A Autoridade Nacional de Proteção de Dados apontou uma série de irregularidades no uso de reconhecimento facial pelos 23 maiores clubes de futebol brasileiros para acesso aos estádios. A partir de investigação que começou com Flamengo, Palmeiras e Vasco, a Autoridade identificou violações à Lei Geral de Proteção de Dados (Lei 13.709/18)
Segundo a ANPD, “o uso de tecnologia de reconhecimento facial para a identificação de torcedores mostra-se uma atividade de tratamento de dados pessoais realizada de forma abrangente, sistemática e com uso de tecnologia invasiva, que pode afetar significativamente os interesses dos torcedores”.

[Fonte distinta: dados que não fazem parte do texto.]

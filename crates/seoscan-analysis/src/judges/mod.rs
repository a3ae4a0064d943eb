//! The four aspect judges
//!
//! Each judge specializes the generic worker with its prompt text and its
//! deterministic heuristic scorer. The heuristic arithmetic is the fallback
//! contract of the system and is covered by tests in each module.

mod content;
mod images;
mod metadata;
mod metafields;

pub use content::ContentJudge;
pub use images::ImageJudge;
pub use metadata::MetadataJudge;
pub use metafields::MetafieldJudge;

/// Shared heuristic feedback shape so fallback results are distinguishable
/// from AI-generated ones by their prefix
pub(crate) fn fallback_feedback(aspect_label: &str, score: i32, suggestion_count: usize) -> String {
    format!(
        "Fallback analysis: {} scored heuristically. Overall score: {}/100. {} suggestions provided.",
        aspect_label, score, suggestion_count
    )
}

/// Unweighted mean of integer scores, rounded to nearest
pub(crate) fn mean_score(scores: &[i32]) -> i32 {
    if scores.is_empty() {
        return 0;
    }
    let sum: i32 = scores.iter().sum();
    (sum as f64 / scores.len() as f64).round() as i32
}

/// Truncate to `max` characters and append an ellipsis
pub(crate) fn truncate_with_ellipsis(text: &str, max: usize) -> String {
    let truncated: String = text.chars().take(max).collect();
    format!("{}...", truncated.trim_end())
}

#[cfg(test)]
mod tests {
    use super::*;

    #[test]
    fn test_mean_score_rounds_to_nearest() {
        assert_eq!(mean_score(&[45, 20]), 33);
        assert_eq!(mean_score(&[60, 75]), 68);
        assert_eq!(mean_score(&[]), 0);
    }

    #[test]
    fn test_truncate_with_ellipsis() {
        assert_eq!(truncate_with_ellipsis("abcdef", 3), "abc...");
        let long = "a".repeat(80);
        assert_eq!(truncate_with_ellipsis(&long, 57).chars().count(), 60);
    }
}
//! Error types for SEOScan

use thiserror::Error;

/// Result type alias using our custom Error type
pub type Result<T> = std::result::Result<T, Error>;

/// Core error types for the SEOScan analysis system
#[derive(Error, Debug)]
pub enum Error {
    #[error("Model backend error: {0}")]
    Model(String),

    #[error("Invalid model response: {0}")]
    InvalidResponse(String),

    #[error("Configuration error: {0}")]
    Configuration(String),

    #[error("Authentication error: {0}")]
    Authentication(String),

    #[error("Network error: {0}")]
    Network(String),

    #[error("Serialization error: {0}")]
    Serialization(String),

    #[error("Invalid input: {0}")]
    InvalidInput(String),

    #[error("Timeout error: {0}")]
    Timeout(String),

    #[error("IO error: {0}")]
    Io(#[from] std::io::Error),

    #[error("Other error: {0}")]
    Other(String),
}

impl From<anyhow::Error> for Error {
    fn from(err: anyhow::Error) -> Self {
        Error::Other(err.to_string())
    }
}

Para a Autoridade, “além da identificação biométrica ser imposta ao titular como uma obrigação legal, o uso da tecnologia pode afetar outros direitos e garantias fundamentais, como a liberdade de locomoção, o direito ao lazer e a proteção da sua privacidade”.
Além da instauração de processos de fiscalização, a ANPD determinou uma medida preventiva para que, em 20 dias úteis, os clubes publiquem uma série de informações nas plataformas de venda de ingressos sobre os procedimentos de cadastramento e de identificação biométrica de torcedores.
Como lembra a nota técnica da ANPD que instrui os processos, “os torcedores são expostos à captura massiva de seus dados pessoais e a sua reutilização para finalidades diversas para as quais eles foram coletados inicialmente, o que levaria a processo de ‘datificação’ vigilância e controle dos titulares”.
A ANPD exige informações sobre:
a) a quantidade de contas registradas de torcedores crianças e adolescentes menores de 16 anos de idade;
b) a hipótese legal que autoriza o tratamento de dados pessoais biométricos de torcedores crianças e adolescentes menores de 16 anos de idade;
c) as finalidades específicas desse tratamento, indicando a necessidade e a adequação da coleta dos dados biométricos para a consecução das finalidades informadas;
d) a existência de mecanismos eficientes de assistência e representação de pais ou responsáveis legais durante a coleta dos dados biométricos;
e) a existência de relatório de impacto à proteção de dados pessoais (RIPD) elaborado especificamente para esse grupo de titulares, caso existente; e
f) a proporcionalidade do tratamento de dados biométricos de torcedores crianças e adolescentes menores de 16 anos de idade, especificando a necessidade, a adequação e a proporcionalidade em sentido estrito das atividades de tratamento de dados biométricos.
Os problemas com a coleta biométrica massiva já tinha sido apontada no estudo “Esporte, Dados e Direitos: O Uso de Reconhecimento Facial nos Estádios Brasileiros”, do Centro de Estudos de Segurança e Cidadania da Universidade Cândido Mendes, no Rio de Janeiro.
Agora, a investigação da ANPD destaca que a disseminação de reconhecimento facial nos estádios traz riscos à privacidade e à segurança dos torcedores. Essa tecnologia tem sido adotada para controle de acesso a estádios, com parte da finalidade relacionada à identificação e captura de criminosos, mas a ANPD questiona a legalidade e a proporcionalidade dessa prática.
E como destaca a Autoridade, a coleta “não é realizada para fins exclusivos de segurança pública ou atividades de investigação e repressão de infrações penais, mas ocorre a partir de uma relação de consumo existente entre torcedores e entidades esportivas”.
Segundo a análise, os clubes coletam e armazenam dados sensíveis dos torcedores sem fornecer informações claras sobre sua destinação, tempo de retenção e possíveis compartilhamentos com autoridades de segurança pública. Além disso, a ausência de um protocolo nacional que regulamente essa coleta gera insegurança jurídica e expõe os usuários a possíveis abusos.
Outro ponto crítico levantado é o risco de discriminação e falhas no sistema. A ANPD destaca que bases de dados desatualizadas e algoritmos tendenciosos podem levar a identificações errôneas, resultando em restrições indevidas e constrangimentos aos torcedores. A nota reforça que, sem critérios bem definidos, o reconhecimento facial pode ser utilizado de forma indiscriminada, ampliando a vigilância sobre a população sem o devido controle.